═════ Records to use
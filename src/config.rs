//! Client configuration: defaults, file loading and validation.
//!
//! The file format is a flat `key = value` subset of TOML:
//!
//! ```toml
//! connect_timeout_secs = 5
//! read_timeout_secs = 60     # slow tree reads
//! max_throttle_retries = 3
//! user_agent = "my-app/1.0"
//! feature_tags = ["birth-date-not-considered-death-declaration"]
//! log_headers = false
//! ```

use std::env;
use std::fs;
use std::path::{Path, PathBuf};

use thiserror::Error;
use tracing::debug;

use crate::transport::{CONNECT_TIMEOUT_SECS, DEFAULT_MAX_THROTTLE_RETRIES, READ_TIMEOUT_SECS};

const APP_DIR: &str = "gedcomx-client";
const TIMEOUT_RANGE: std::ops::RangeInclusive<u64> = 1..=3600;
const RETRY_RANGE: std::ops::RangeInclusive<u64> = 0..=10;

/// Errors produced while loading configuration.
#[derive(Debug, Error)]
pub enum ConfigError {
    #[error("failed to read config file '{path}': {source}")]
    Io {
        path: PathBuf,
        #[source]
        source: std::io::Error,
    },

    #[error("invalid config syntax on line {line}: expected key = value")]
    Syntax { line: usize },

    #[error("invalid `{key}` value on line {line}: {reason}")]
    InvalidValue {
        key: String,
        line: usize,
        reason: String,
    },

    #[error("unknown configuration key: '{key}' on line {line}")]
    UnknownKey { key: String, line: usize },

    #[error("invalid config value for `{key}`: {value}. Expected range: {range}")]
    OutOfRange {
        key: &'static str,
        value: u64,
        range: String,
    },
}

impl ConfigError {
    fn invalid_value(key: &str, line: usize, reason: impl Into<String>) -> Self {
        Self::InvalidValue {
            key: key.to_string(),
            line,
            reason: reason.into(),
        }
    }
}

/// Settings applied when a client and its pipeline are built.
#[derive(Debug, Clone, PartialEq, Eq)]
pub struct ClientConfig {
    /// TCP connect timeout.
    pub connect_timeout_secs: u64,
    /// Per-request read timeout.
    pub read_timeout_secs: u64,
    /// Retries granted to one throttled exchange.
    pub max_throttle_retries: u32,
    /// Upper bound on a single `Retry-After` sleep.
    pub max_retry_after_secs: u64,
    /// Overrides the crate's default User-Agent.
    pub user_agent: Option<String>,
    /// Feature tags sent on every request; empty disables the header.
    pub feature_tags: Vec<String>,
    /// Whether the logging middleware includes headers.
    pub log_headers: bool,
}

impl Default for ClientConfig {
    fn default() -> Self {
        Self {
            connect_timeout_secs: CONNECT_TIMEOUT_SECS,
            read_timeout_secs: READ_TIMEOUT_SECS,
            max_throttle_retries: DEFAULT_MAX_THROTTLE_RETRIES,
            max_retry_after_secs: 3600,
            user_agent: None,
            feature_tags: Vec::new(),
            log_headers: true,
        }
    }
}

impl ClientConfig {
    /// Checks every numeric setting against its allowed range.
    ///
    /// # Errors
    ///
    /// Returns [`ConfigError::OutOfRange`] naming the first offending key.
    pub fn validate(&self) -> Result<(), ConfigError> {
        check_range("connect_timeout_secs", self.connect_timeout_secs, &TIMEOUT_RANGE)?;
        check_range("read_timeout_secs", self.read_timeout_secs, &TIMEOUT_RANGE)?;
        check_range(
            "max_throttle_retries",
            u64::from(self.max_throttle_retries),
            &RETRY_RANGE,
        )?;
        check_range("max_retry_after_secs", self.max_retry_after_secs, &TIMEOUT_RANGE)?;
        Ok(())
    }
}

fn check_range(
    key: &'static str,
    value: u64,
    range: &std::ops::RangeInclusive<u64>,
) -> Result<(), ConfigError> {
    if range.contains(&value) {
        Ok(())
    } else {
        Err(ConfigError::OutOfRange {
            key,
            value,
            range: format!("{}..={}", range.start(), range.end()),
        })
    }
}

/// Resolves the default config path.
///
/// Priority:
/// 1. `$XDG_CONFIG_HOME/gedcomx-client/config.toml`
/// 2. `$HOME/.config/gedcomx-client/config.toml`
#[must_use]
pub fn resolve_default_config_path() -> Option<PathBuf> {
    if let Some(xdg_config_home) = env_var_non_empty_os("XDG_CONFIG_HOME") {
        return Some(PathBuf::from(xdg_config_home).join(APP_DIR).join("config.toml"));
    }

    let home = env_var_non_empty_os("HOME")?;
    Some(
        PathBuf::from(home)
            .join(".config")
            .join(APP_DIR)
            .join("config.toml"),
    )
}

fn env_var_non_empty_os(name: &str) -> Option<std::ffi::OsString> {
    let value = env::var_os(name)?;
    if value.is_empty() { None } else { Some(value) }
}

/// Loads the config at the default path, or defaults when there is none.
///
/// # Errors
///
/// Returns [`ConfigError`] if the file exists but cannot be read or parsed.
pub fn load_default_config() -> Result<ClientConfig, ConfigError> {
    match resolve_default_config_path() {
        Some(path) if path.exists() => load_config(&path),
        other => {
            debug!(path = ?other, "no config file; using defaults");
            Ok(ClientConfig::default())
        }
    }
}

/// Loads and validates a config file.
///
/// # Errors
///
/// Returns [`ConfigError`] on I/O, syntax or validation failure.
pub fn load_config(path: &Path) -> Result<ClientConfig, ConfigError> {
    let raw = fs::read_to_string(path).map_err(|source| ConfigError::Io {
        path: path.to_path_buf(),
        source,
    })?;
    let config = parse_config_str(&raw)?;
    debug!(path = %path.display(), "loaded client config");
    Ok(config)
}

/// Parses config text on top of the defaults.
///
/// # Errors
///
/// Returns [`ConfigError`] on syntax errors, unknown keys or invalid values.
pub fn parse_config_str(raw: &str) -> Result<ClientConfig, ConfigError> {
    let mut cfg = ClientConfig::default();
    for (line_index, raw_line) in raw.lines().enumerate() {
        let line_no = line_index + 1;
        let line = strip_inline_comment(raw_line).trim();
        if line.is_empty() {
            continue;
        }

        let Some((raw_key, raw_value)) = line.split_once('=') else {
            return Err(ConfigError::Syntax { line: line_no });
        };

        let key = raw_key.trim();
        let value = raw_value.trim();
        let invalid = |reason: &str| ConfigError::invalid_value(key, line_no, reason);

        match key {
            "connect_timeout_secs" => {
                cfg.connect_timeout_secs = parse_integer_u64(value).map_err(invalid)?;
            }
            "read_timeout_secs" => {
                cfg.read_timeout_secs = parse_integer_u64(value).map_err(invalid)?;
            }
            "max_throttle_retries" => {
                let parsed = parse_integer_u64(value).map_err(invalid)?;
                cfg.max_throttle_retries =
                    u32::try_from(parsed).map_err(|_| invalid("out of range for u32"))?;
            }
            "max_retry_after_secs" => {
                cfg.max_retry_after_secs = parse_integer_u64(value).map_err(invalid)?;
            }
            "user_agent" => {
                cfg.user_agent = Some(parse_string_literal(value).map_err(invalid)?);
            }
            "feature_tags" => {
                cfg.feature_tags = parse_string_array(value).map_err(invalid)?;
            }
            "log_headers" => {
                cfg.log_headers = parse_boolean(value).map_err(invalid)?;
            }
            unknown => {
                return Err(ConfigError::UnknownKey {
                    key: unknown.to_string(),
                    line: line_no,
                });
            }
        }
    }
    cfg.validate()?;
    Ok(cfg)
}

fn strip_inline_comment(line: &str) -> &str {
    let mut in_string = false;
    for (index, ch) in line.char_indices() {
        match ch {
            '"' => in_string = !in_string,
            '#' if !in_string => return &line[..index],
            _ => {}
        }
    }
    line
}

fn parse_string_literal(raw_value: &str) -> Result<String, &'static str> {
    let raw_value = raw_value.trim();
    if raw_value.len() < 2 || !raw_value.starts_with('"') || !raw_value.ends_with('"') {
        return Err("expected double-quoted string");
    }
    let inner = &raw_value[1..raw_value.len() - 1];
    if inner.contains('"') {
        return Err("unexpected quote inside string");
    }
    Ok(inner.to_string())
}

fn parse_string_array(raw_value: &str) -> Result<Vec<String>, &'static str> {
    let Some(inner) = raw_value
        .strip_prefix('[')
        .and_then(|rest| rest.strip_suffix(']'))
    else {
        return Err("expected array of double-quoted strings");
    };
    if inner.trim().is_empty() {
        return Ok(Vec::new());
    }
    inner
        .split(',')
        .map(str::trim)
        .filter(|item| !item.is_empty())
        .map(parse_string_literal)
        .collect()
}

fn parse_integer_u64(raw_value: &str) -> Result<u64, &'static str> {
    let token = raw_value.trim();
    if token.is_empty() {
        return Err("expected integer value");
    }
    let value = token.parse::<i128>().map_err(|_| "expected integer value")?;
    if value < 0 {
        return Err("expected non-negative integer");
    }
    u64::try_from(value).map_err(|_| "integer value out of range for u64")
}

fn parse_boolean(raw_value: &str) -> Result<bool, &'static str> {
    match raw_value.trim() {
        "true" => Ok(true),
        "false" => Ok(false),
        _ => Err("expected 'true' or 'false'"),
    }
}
══════════
→ Problem to solve
Take each line above that contains "derive" and copy it out.

→ Task solution
#[derive(Debug, Error)]
#[derive(Debug, Clone, PartialEq, Eq)]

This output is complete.